Re: [tesseract-ocr] Re: Leptonica sometimes mangles images when using PDF output mode

Lucas L. Fri, 29 Mar 2019 12:25:29 -0700

Well yes, that's because I changed it. It's a config file. Config files are 
designed to be changed.
I find your suggestion strange because specifying the page seg mode is 
exactly what I did in my config.

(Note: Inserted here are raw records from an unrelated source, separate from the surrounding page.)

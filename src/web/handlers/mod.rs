pub mod health;
pub mod posts;
pub mod seo;
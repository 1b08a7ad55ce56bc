mod post;

pub use post::*;
mod error;
mod extractors;
mod handlers;
mod routes;
mod state;

pub use error::{AppError, AppResult};
pub use extractors::PostForm;
pub use state::AppState;

use crate::config::CorsConfig;
use crate::{Config, Database};
use anyhow::Result;
use axum::http::{header, HeaderValue, Method};
use axum::Router;
use std::sync::Arc;
use std::time::Duration;
use tokio::net::TcpListener;
use tower_http::cors::{Any, CorsLayer};
use tower_http::timeout::TimeoutLayer;
use tower_http::trace::TraceLayer;

/// Builds the full application router.
pub fn app(state: Arc<AppState>) -> Result<Router> {
    let cors = cors_layer(&state.config.cors)?;
    let timeout = Duration::from_secs(state.config.server.request_timeout);

    let app = Router::new()
        .merge(routes::api_routes(state.max_upload_bytes))
        .merge(routes::public_routes(&state.media_dir))
        .layer(cors)
        .layer(TimeoutLayer::new(timeout))
        .layer(TraceLayer::new_for_http())
        .with_state(state);

    Ok(app)
}

pub async fn serve(config: Config, db: Database, addr: &str) -> Result<()> {
    let state = Arc::new(AppState::new(config, db)?);
    let app = app(state)?;

    let listener = TcpListener::bind(addr).await?;
    tracing::info!("Listening on http://{}", addr);
    axum::serve(listener, app)
        .with_graceful_shutdown(shutdown_signal())
        .await?;

    Ok(())
}

fn cors_layer(config: &CorsConfig) -> Result<CorsLayer> {
    let layer = CorsLayer::new()
        .allow_methods([
            Method::GET,
            Method::POST,
            Method::PUT,
            Method::PATCH,
            Method::DELETE,
        ])
        .allow_headers([header::CONTENT_TYPE]);

    if config.allowed_origins.is_empty() {
        return Ok(layer.allow_origin(Any));
    }

    let origins = config
        .allowed_origins
        .iter()
        .map(|o| o.parse::<HeaderValue>())
        .collect::<Result<Vec<_>, _>>()?;
    Ok(layer.allow_origin(origins))
}

async fn shutdown_signal() {
    if let Err(e) = tokio::signal::ctrl_c().await {
        tracing::error!("Failed to listen for shutdown signal: {}", e);
        std::future::pending::<()>().await;
    }
    tracing::info!("Shutting down");
}
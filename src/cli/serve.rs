use crate::{web, Config, Database};
use anyhow::Result;
use std::path::Path;

pub async fn run(config_path: &Path, host: Option<String>, port: Option<u16>) -> Result<()> {
    let mut config = Config::load(config_path)?;
    if let Some(host) = host {
        config.server.host = host;
    }
    if let Some(port) = port {
        config.server.port = port;
    }

    let db = Database::open(&config.database.path, config.database.pool_size)?;
    db.migrate()?;

    let addr = format!("{}:{}", config.server.host, config.server.port);
    tracing::info!("Starting server at http://{}", addr);

    web::serve(config, db, &addr).await?;

    Ok(())
}
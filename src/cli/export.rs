use crate::models::{PostFilter, PostStatus};
use crate::services::posts;
use crate::{Config, Database};
use anyhow::Result;
use std::path::Path;

pub async fn run(config_path: &Path, output: &Path, include_drafts: bool) -> Result<()> {
    let config = Config::load(config_path)?;
    let db = Database::open(&config.database.path, config.database.pool_size)?;

    let filter = PostFilter {
        status: if include_drafts {
            None
        } else {
            Some(PostStatus::Published)
        },
        search: None,
    };
    let posts = posts::list_posts(&db, &filter)?;

    if let Some(parent) = output.parent() {
        if !parent.as_os_str().is_empty() {
            std::fs::create_dir_all(parent)?;
        }
    }
    std::fs::write(output, serde_json::to_string_pretty(&posts)?)?;

    tracing::info!("Exported {} posts to {}", posts.len(), output.display());
    Ok(())
}
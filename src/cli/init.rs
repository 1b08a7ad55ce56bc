use anyhow::Result;
use std::path::PathBuf;

const CONFIG_FILE: &str = "blogdesk.toml";

pub async fn run(path: PathBuf) -> Result<()> {
    let config_path = path.join(CONFIG_FILE);
    if config_path.exists() {
        anyhow::bail!("{} already exists", config_path.display());
    }

    std::fs::create_dir_all(path.join("data/uploads"))?;

    let config = r#"[server]
host = "127.0.0.1"
port = 5000
request_timeout = 30

[database]
path = "./data/blogdesk.db"
pool_size = 10

[media]
upload_dir = "./data/uploads"
max_upload_size = "10MB"

[cors]
# Empty allows any origin
allowed_origins = []
"#;

    std::fs::write(&config_path, config)?;

    tracing::info!("Created {}", config_path.display());
    tracing::info!("Run 'blogdesk migrate' to set up the database");
    tracing::info!("Run 'blogdesk serve' to start the server");

    Ok(())
}
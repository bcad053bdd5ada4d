//! server::error
//!
//! Mapping of failures to HTTP responses.
//!
//! Every failure becomes a JSON envelope with `status: "fail"`. Client
//! errors (400, 405) carry the message under `reason`, server errors (500)
//! under `error`.

use axum::http::StatusCode;
use axum::response::{IntoResponse, Response};
use axum::Json;
use serde_json::json;
use thiserror::Error;
use tracing::{error, warn};

use crate::session::SessionError;

/// Errors returned by request handlers.
#[derive(Debug, Error)]
pub enum ApiError {
    /// Malformed body or query, or a required field is absent.
    #[error("{0}")]
    BadRequest(String),

    /// The route exists but not for this verb; holds the allowed verb.
    #[error("{0} only")]
    MethodNotAllowed(&'static str),

    /// The session operation failed.
    #[error(transparent)]
    Session(#[from] SessionError),
}

impl ApiError {
    /// HTTP status for this error.
    pub fn status(&self) -> StatusCode {
        match self {
            ApiError::BadRequest(_) => StatusCode::BAD_REQUEST,
            ApiError::MethodNotAllowed(_) => StatusCode::METHOD_NOT_ALLOWED,
            ApiError::Session(err) => match err {
                SessionError::NotConfigured
                | SessionError::InvalidPath { .. }
                | SessionError::BranchNotFound { .. }
                | SessionError::MissingField { .. } => StatusCode::BAD_REQUEST,
                SessionError::RepoOpenFailed { .. }
                | SessionError::CommitFailed(_)
                | SessionError::PushFailed { .. }
                | SessionError::RemoteOpFailed(_)
                | SessionError::Internal { .. } => StatusCode::INTERNAL_SERVER_ERROR,
            },
        }
    }

    /// Shorthand for a missing required field.
    pub fn missing(field: &str) -> Self {
        ApiError::BadRequest(format!("{} missing", field))
    }
}

impl IntoResponse for ApiError {
    fn into_response(self) -> Response {
        let status = self.status();
        let message = self.to_string();

        let body = if status.is_server_error() {
            error!(%status, error = %message, "request failed");
            json!({ "status": "fail", "error": message })
        } else {
            warn!(%status, reason = %message, "request rejected");
            json!({ "status": "fail", "reason": message })
        };

        (status, Json(body)).into_response()
    }
}
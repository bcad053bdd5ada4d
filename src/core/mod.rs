//! core
//!
//! Domain types, configuration, and the worktree lock.
//!
//! # Modules
//!
//! - [`types`] - Strong types: BranchName, CommitId, FileChangeSet, etc.
//! - [`config`] - Configuration schema and loading
//! - [`lock`] - Exclusive lock serializing working-tree access

pub mod config;
pub mod lock;
pub mod types;
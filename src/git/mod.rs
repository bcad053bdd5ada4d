//! git
//!
//! Single interface for all Git operations.
//!
//! # Architecture
//!
//! This module is the **ONLY doorway** to Git. All repository reads and
//! writes flow through this interface, and no other module imports `git2`.
//! We use the `git2` crate exclusively (no shelling out to the git CLI).
//!
//! # Responsibilities
//!
//! - Repository opening
//! - Branch listing and checkout
//! - Working-tree status (changed, untracked, tracked files)
//! - Staging and committing
//! - Commit history
//! - Local config (user identity)
//! - Remote configuration and push
//!
//! # Invariants
//!
//! - Nothing is cached; every call reads the repository on disk
//! - All operations return strong types (`BranchName`, `CommitId`, ...)
//! - Errors are normalized into [`GitError`]

mod interface;

pub use interface::{Git, GitError, Head, RepoInfo};
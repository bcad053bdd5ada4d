//! Architecture enforcement tests.
//!
//! The layering described in `src/lib.rs` is checked against the source
//! tree so violations are caught in CI:
//!
//! 1. **Git doorway** - only `src/git/` may name `git2`
//! 2. **Thin server** - `src/server/` reaches Git only through the session

use std::fs;
use std::path::{Path, PathBuf};

/// Every `.rs` file under `dir`, recursively.
fn rust_files(dir: &Path) -> Vec<PathBuf> {
    let mut files = Vec::new();
    for entry in fs::read_dir(dir).expect("Failed to read source directory") {
        let path = entry.expect("Failed to read entry").path();
        if path.is_dir() {
            files.extend(rust_files(&path));
        } else if path.extension().map(|e| e == "rs").unwrap_or(false) {
            files.push(path);
        }
    }
    files
}

#[test]
fn only_git_module_uses_git2() {
    let mut violations = Vec::new();

    for path in rust_files(Path::new("src")) {
        if path.starts_with("src/git") {
            continue;
        }
        let content = fs::read_to_string(&path).unwrap();
        if content.contains("git2::") {
            violations.push(path.display().to_string());
        }
    }

    assert!(
        violations.is_empty(),
        "git2 used outside src/git:\n  {}",
        violations.join("\n  ")
    );
}

#[test]
fn server_goes_through_the_session() {
    let mut violations = Vec::new();

    for path in rust_files(Path::new("src/server")) {
        let content = fs::read_to_string(&path).unwrap();
        if content.contains("crate::git") {
            violations.push(path.display().to_string());
        }
    }

    assert!(
        violations.is_empty(),
        "server modules importing crate::git:\n  {}",
        violations.join("\n  ")
    );
}

#[test]
fn git_module_exists() {
    assert!(Path::new("src/git/interface.rs").exists());
}
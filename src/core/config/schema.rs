//! core::config::schema
//!
//! Configuration schema types.
//!
//! # Validation
//!
//! Values are validated after parsing (see [`Settings::validate`]) so a
//! typo in the file fails at startup rather than on the first request.

use std::net::SocketAddr;
use std::path::PathBuf;

use serde::{Deserialize, Serialize};

use super::ConfigError;
use crate::core::types::{BranchName, RemoteConfig};

/// Default listen address.
pub const DEFAULT_BIND: &str = "127.0.0.1:8000";

/// Origin entry that admits every browser origin.
pub const ANY_ORIGIN: &str = "*";

/// Branch used when a request does not name one.
pub const DEFAULT_BRANCH: &str = "main";

/// Number of commits returned by a history query without a limit.
pub const DEFAULT_HISTORY_LIMIT: usize = 10;

/// Message used for commits whose message is empty.
pub const DEFAULT_COMMIT_MESSAGE: &str = "✅ 기본 커밋 메시지";

/// Host that credential remotes point at.
pub const DEFAULT_REMOTE_HOST: &str = "github.com";

/// The whole configuration file.
///
/// # Example
///
/// ```toml
/// [server]
/// bind = "0.0.0.0:8000"
///
/// [repository]
/// path = "/home/me/todo-repo"
/// default_branch = "main"
/// history_limit = 20
///
/// [remote]
/// host = "github.com"
/// ```
#[derive(Debug, Clone, Default, Serialize, Deserialize, PartialEq)]
#[serde(default, deny_unknown_fields)]
pub struct Settings {
    pub server: ServerSettings,
    pub repository: RepositorySettings,
    pub remote: RemoteSettings,
}

impl Settings {
    /// Validate the configuration.
    pub fn validate(&self) -> Result<(), ConfigError> {
        self.server.socket_addr()?;
        self.server.validate_origins()?;

        BranchName::new(self.repository.default_branch.as_str()).map_err(|e| {
            ConfigError::InvalidValue(format!("repository.default_branch: {}", e))
        })?;

        if self.repository.history_limit == 0 {
            return Err(ConfigError::InvalidValue(
                "repository.history_limit must be greater than zero".into(),
            ));
        }

        RemoteConfig::with_credentials(&self.remote.host, "user", "repo", "token")
            .map_err(|e| ConfigError::InvalidValue(format!("remote.host: {}", e)))?;

        Ok(())
    }
}

/// HTTP listener settings.
#[derive(Debug, Clone, Serialize, Deserialize, PartialEq)]
#[serde(default, deny_unknown_fields)]
pub struct ServerSettings {
    /// Address to listen on
    pub bind: String,

    /// Browser origins allowed to call the API; `"*"` allows any
    pub cors_allowed_origins: Vec<String>,
}

impl Default for ServerSettings {
    fn default() -> Self {
        Self {
            bind: DEFAULT_BIND.to_string(),
            cors_allowed_origins: vec![ANY_ORIGIN.to_string()],
        }
    }
}

impl ServerSettings {
    /// Parse [`ServerSettings::bind`].
    pub fn socket_addr(&self) -> Result<SocketAddr, ConfigError> {
        self.bind
            .parse()
            .map_err(|e| ConfigError::InvalidValue(format!("server.bind '{}': {}", self.bind, e)))
    }

    /// Whether `"*"` is among the allowed origins.
    pub fn allows_any_origin(&self) -> bool {
        self.cors_allowed_origins.iter().any(|o| o == ANY_ORIGIN)
    }

    /// Every origin must be `"*"` or a `scheme://host[:port]` origin.
    fn validate_origins(&self) -> Result<(), ConfigError> {
        for origin in &self.cors_allowed_origins {
            if origin == ANY_ORIGIN {
                continue;
            }
            let invalid = |why: &str| {
                ConfigError::InvalidValue(format!(
                    "server.cors_allowed_origins '{}': {}",
                    origin, why
                ))
            };
            let url = url::Url::parse(origin).map_err(|e| invalid(&e.to_string()))?;
            let parsed = url.origin();
            if !parsed.is_tuple() || parsed.ascii_serialization() != *origin {
                return Err(invalid("expected scheme://host[:port] with no path"));
            }
        }
        Ok(())
    }
}

/// Repository session settings.
#[derive(Debug, Clone, Serialize, Deserialize, PartialEq)]
#[serde(default, deny_unknown_fields)]
pub struct RepositorySettings {
    /// Repository opened at startup, if any
    pub path: Option<PathBuf>,

    /// Branch used when a request omits one
    pub default_branch: String,

    /// Commits returned by a history query without an explicit limit
    pub history_limit: usize,

    /// Message for commits submitted without one
    pub commit_message: String,
}

impl Default for RepositorySettings {
    fn default() -> Self {
        Self {
            path: None,
            default_branch: DEFAULT_BRANCH.to_string(),
            history_limit: DEFAULT_HISTORY_LIMIT,
            commit_message: DEFAULT_COMMIT_MESSAGE.to_string(),
        }
    }
}

/// Remote settings.
#[derive(Debug, Clone, Serialize, Deserialize, PartialEq)]
#[serde(default, deny_unknown_fields)]
pub struct RemoteSettings {
    /// Host name credential remotes point at
    pub host: String,
}

impl Default for RemoteSettings {
    fn default() -> Self {
        Self {
            host: DEFAULT_REMOTE_HOST.to_string(),
        }
    }
}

Then you told me I shouldn't have changed 
my config.


On Friday, March 29, 2019 at 12:04:17 PM UTC-5, shree wrote:
>
> https://github.com/tesseract-ocr/tesseract/blob/master/tessdata/configs/pdf
>
> This is different from your installed version.
>
> On Fri, 29 Mar 2019, 22:30 Shree Devi Kumar, <[email protected] 
> <javascript:>> wrote:
>
>> The default page segmentation mode is different for command line and api. 
>> Specify it explicitly and test.
>>
>> On Fri, 29 Mar 2019, 22:12 Lucas L., <[email protected] <javascript:>> 
>> wrote:
>>
>>> OK, I am running up against another issue, and it's getting weirder. 

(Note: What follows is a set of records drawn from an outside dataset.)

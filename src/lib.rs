//! gitbridge - HTTP endpoints over a single local Git repository
//!
//! gitbridge lets a client point the service at a repository on disk, then
//! list branches and files, inspect changes and history, commit, configure a
//! credentialed remote, and push, all through JSON over HTTP.
//!
//! # Architecture
//!
//! The codebase follows a strict layered architecture:
//!
//! - [`cli`] - Flags, configuration, logging setup, server startup
//! - [`server`] - HTTP routing, request validation, response envelopes
//! - [`session`] - The repository session: state, preconditions, locking
//! - [`git`] - Single interface for all Git operations
//! - [`core`] - Domain types, configuration schema, worktree lock
//!
//! # Invariants
//!
//! 1. Only [`git`] talks to the repository
//! 2. Every working-tree mutation holds the worktree lock
//! 3. Every failure reaches the client as a JSON envelope

pub mod cli;
pub mod core;
pub mod git;
pub mod server;
pub mod session;
//! server
//!
//! HTTP surface over a [`RepositorySession`].
//!
//! # Routes
//!
//! | Verb | Path                  | Session operation                     |
//! |------|-----------------------|---------------------------------------|
//! | POST | `/set-repo-path`      | `set_repository_path`                 |
//! | POST | `/setup-user`         | `set_user_identity`                   |
//! | GET  | `/branches`           | `list_branches`                       |
//! | GET  | `/all-branches-files` | `list_all_branches_files`             |
//! | GET  | `/files/all`          | `list_all_files`                      |
//! | GET  | `/changed-files`      | `list_changed_files`                  |
//! | POST | `/commit`             | `commit`                              |
//! | GET  | `/commits`            | `list_commit_history`                 |
//! | POST | `/set-remote`         | `set_remote`                          |
//! | POST | `/push`               | `push`                                |
//! | GET  | `/session`            | `status`                              |
//! | GET  | `/healthz`            | none                                  |
//!
//! Every route answers with and without a trailing slash, at the root and
//! under `/api`. `/get-branches` is an alias of `/branches`. A known path
//! called with the wrong verb gets a 405 JSON envelope rather than axum's
//! empty default.
//!
//! # CORS
//!
//! Browser origins listed in `server.cors_allowed_origins` may call every
//! route; `"*"` admits any origin. Preflight `OPTIONS` requests are answered
//! by the CORS layer before routing, so they never reach the 405 fallbacks.

mod error;
mod handlers;

pub use error::ApiError;

use std::sync::Arc;

use axum::handler::Handler;
use axum::http::{HeaderValue, Method};
use axum::routing::{get, post, MethodRouter};
use axum::Router;
use tokio::net::TcpListener;
use tokio::signal;
use tower_http::cors::{AllowOrigin, Any, CorsLayer};

use crate::core::config::ServerSettings;
use crate::session::RepositorySession;

/// Shared state handed to every handler.
#[derive(Clone)]
pub struct AppState {
    pub session: Arc<RepositorySession>,
}

fn get_route<H, T>(handler: H) -> MethodRouter<AppState>
where
    H: Handler<T, AppState>,
    T: 'static,
{
    get(handler).fallback(handlers::get_only)
}

fn post_route<H, T>(handler: H) -> MethodRouter<AppState>
where
    H: Handler<T, AppState>,
    T: 'static,
{
    post(handler).fallback(handlers::post_only)
}

fn routes() -> Router<AppState> {
    let table: [(&str, MethodRouter<AppState>); 13] = [
        ("/set-repo-path", post_route(handlers::set_repo_path)),
        ("/setup-user", post_route(handlers::setup_user)),
        ("/branches", get_route(handlers::branches)),
        ("/get-branches", get_route(handlers::branches)),
        ("/all-branches-files", get_route(handlers::all_branches_files)),
        ("/files/all", get_route(handlers::all_files)),
        ("/changed-files", get_route(handlers::changed_files)),
        ("/commit", post_route(handlers::commit)),
        ("/commits", get_route(handlers::commits)),
        ("/set-remote", post_route(handlers::set_remote)),
        ("/push", post_route(handlers::push)),
        ("/session", get_route(handlers::session_status)),
        ("/healthz", get_route(handlers::health)),
    ];

    table
        .into_iter()
        .fold(Router::new(), |router, (path, method_router)| {
            router
                .route(&format!("{}/", path), method_router.clone())
                .route(path, method_router)
        })
}

fn cors_layer(server: &ServerSettings) -> CorsLayer {
    let origins = if server.allows_any_origin() {
        AllowOrigin::from(Any)
    } else {
        let origins: Vec<HeaderValue> = server
            .cors_allowed_origins
            .iter()
            .filter_map(|origin| match HeaderValue::from_str(origin) {
                Ok(value) => Some(value),
                Err(e) => {
                    tracing::warn!(%origin, error = %e, "ignoring CORS origin");
                    None
                }
            })
            .collect();
        AllowOrigin::list(origins)
    };

    CorsLayer::new()
        .allow_origin(origins)
        .allow_methods([Method::GET, Method::POST, Method::OPTIONS])
        .allow_headers(Any)
}

/// Build the application router.
pub fn create_router(session: Arc<RepositorySession>, server: &ServerSettings) -> Router {
    Router::new()
        .merge(routes())
        .nest("/api", routes())
        .layer(cors_layer(server))
        .with_state(AppState { session })
}

/// Serve on `listener` until SIGINT or SIGTERM.
pub async fn serve(
    listener: TcpListener,
    session: Arc<RepositorySession>,
    server: &ServerSettings,
) -> std::io::Result<()> {
    let app = create_router(session, server);
    if let Ok(addr) = listener.local_addr() {
        tracing::info!(%addr, "listening");
    }

    axum::serve(listener, app)
        .with_graceful_shutdown(shutdown_signal())
        .await
}

async fn shutdown_signal() {
    let ctrl_c = async {
        if let Err(e) = signal::ctrl_c().await {
            tracing::warn!(error = %e, "failed to listen for SIGINT");
            std::future::pending::<()>().await;
        }
    };

    #[cfg(unix)]
    let terminate = async {
        match signal::unix::signal(signal::unix::SignalKind::terminate()) {
            Ok(mut sig) => {
                sig.recv().await;
            }
            Err(e) => {
                tracing::warn!(error = %e, "failed to install SIGTERM handler");
                std::future::pending::<()>().await;
            }
        }
    };

    #[cfg(not(unix))]
    let terminate = std::future::pending::<()>();

    tokio::select! {
        () = ctrl_c => tracing::info!("received SIGINT"),
        () = terminate => tracing::info!("received SIGTERM"),
    }
}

>>> Since Tesseract does not take PDFs as input, this service does the deed of 
>>> breaking a PDF into pages, and then converting each of those pages to an 
>>> image format (either lzw-compressed TIFF or uncompressed PPM if that 
>>> fails). Somehow, if I run ImageMagick and then Tesseract on these pages 
>>> individually from a command line using the same parameters in the service 
>>> code, it runs fine processing the TIFF. But when the service runs, I get: 
>>> Error in fopenWriteStream: stream not opened 
>>> Error in pixWrite: stream not opened
>>>
>>> And the output pdf has all of the pages and they are not mangled... 

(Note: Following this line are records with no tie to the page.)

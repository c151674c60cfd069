use educe::Educe;
use serde::{Deserialize, Serialize};

use crate::{DEFAULT_REPLACE_THRESHOLD, MAX_DEPTH, MAX_EXPANDED_VALUES};

/// Settings for parsing a value tree and producing its delta.
///
/// Fields that aren't specified use their defaults instead. The defaults are:
///
/// - replace_threshold: 67
/// - max_depth: 100
/// - max_expanded_values: 1048576
///
#[derive(Educe, Clone, Debug, PartialEq, Eq, Serialize, Deserialize)]
#[educe(Default)]
#[serde(deny_unknown_fields, default)]
pub struct TreeOptions {
    /// Percentage of the original bytes that must be dirty before a delta is emitted as one flat
    /// replacement instead of a copy/append diff.
    #[educe(Default(expression = DEFAULT_REPLACE_THRESHOLD))]
    pub replace_threshold: u8,
    /// Maximum nesting depth of composite values accepted while parsing.
    #[educe(Default(expression = MAX_DEPTH))]
    pub max_depth: usize,
    /// Maximum number of values one read may decode while expanding references. Each reference
    /// is expanded into a full copy of its target, so a few bytes of nested references can stand
    /// for an enormous value.
    #[educe(Default(expression = MAX_EXPANDED_VALUES))]
    pub max_expanded_values: usize,
}

impl TreeOptions {
    /// Make a new set of options with the default configuration.
    pub fn new() -> Self {
        Self::default()
    }

    /// Set the replacement threshold, as a percentage of the original size.
    pub fn replace_threshold(mut self, percent: u8) -> Self {
        self.replace_threshold = percent;
        self
    }

    /// Set the maximum nesting depth.
    pub fn max_depth(mut self, max_depth: usize) -> Self {
        self.max_depth = max_depth;
        self
    }

    /// Set how many values a single read may produce by expanding references.
    pub fn max_expanded_values(mut self, max: usize) -> Self {
        self.max_expanded_values = max;
        self
    }
}

#[cfg(test)]
mod test {
    use super::*;

    #[test]
    fn defaults() {
        let opts = TreeOptions::new();
        assert_eq!(opts.replace_threshold, 67);
        assert_eq!(opts.max_depth, 100);
        assert_eq!(opts.max_expanded_values, 1 << 20);
    }

    #[test]
    fn builder() {
        let opts = TreeOptions::new()
            .replace_threshold(50)
            .max_depth(8)
            .max_expanded_values(1000);
        assert_eq!(opts.replace_threshold, 50);
        assert_eq!(opts.max_depth, 8);
        assert_eq!(opts.max_expanded_values, 1000);
    }

    #[test]
    fn serde_partial() {
        let opts: TreeOptions =
            serde::Deserialize::deserialize(serde::de::value::MapDeserializer::<
                _,
                serde::de::value::Error,
            >::new(
                vec![("replace_threshold", 80u8)].into_iter()
            ))
            .unwrap();
        assert_eq!(opts, TreeOptions::new().replace_threshold(80));
    }
}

>>> however they are shrunk into a tiny corner of the page. I have attached the 
>>> resulting file. I feel that it is obvious from the fact that it works when 
>>> I run it outside the service that it is a code issue... however I really am 
>>> not sure what it could be doing differently from my command line. The pages 
>>> come out looking great when I run tesseract on the individual pages 
>>> manually. The errors do not appear when I run the command lines manually.
>>>
>>> The command lines and params I am using:
>>>
>>> Convert the input PDF (which is scanned and has no OCR layer) to input 
>>> image:
>>> convert -depth 16 -density 300 -colorspace RGB -despeckle -flatten 
>>> -compress 
>>> lzw -background white -alpha off "/path/pg_0010.pdf" "/path/pg_0010.tif"
>>> Process the input image for OCR and output to PDF:
>>> tesseract -l eng "/path/pg_0010.tif" "/path/pg_0010" pdf
>>>
>>> Configuration parameters from /usr/share/tesseract-ocr/4.00/tessdata/
>>> configs
>>> tessedit_create_pdf 1
>>> tessedit_pageseg_mode 3
>>> tessedit_write_images true
>>>
>>>
>>> On Thursday, March 28, 2019 at 1:31:36 PM UTC-5, Lucas L. wrote:
>>>>
>>>> Environment
>>>>    
>>>>    - Tesseract 4.0.0-beta.3-249-g607e
>>>>    - leptonica-1.76.0
>>>>    - Linux (hostname removed) 4.18.0-16-generic #17 
>>>>    <https://github.com/tesseract-ocr/tesseract/pull/17>-Ubuntu SMP Fri 
>>>>    Feb 8 00:06:57 UTC 2019 x86_64 x86_64 x86_64 GNU/Linux
>>>>
>>>> Current Behavior:
>>>>
>>>> I work at a SaaS firm which provides cloud storage services 
>>>> specializing in documents. As a part of our service, we try to create PDFs 
>>>> with searchable text layers from scanned documents. When processing PPMs 
>>>> which are created by ImageMagick from the original document, Leptonica 
>>>> mangles the image before it can be OCR'd properly by Tesseract. This 
>>>> results in a PDF unreadable by both human eyes and Tesseract. This only 
>>>> seems to happen for some specific documents.
>>>> How do I know it's Leptonica, specifically?
>>>>
>>>> I have executed Tesseract with the config values tessedit_write_images 
>>>> 1 and tessedit_pageseg_mode 0. From my understanding, the second 
>>>> option does not enable OCR at all while processing with Tesseract (which 
>>>> speeds up my test cases) and the first option outputs a .tif debug image 
>>>> which is apparently what Leptonica feeds to Tesseract after processing. 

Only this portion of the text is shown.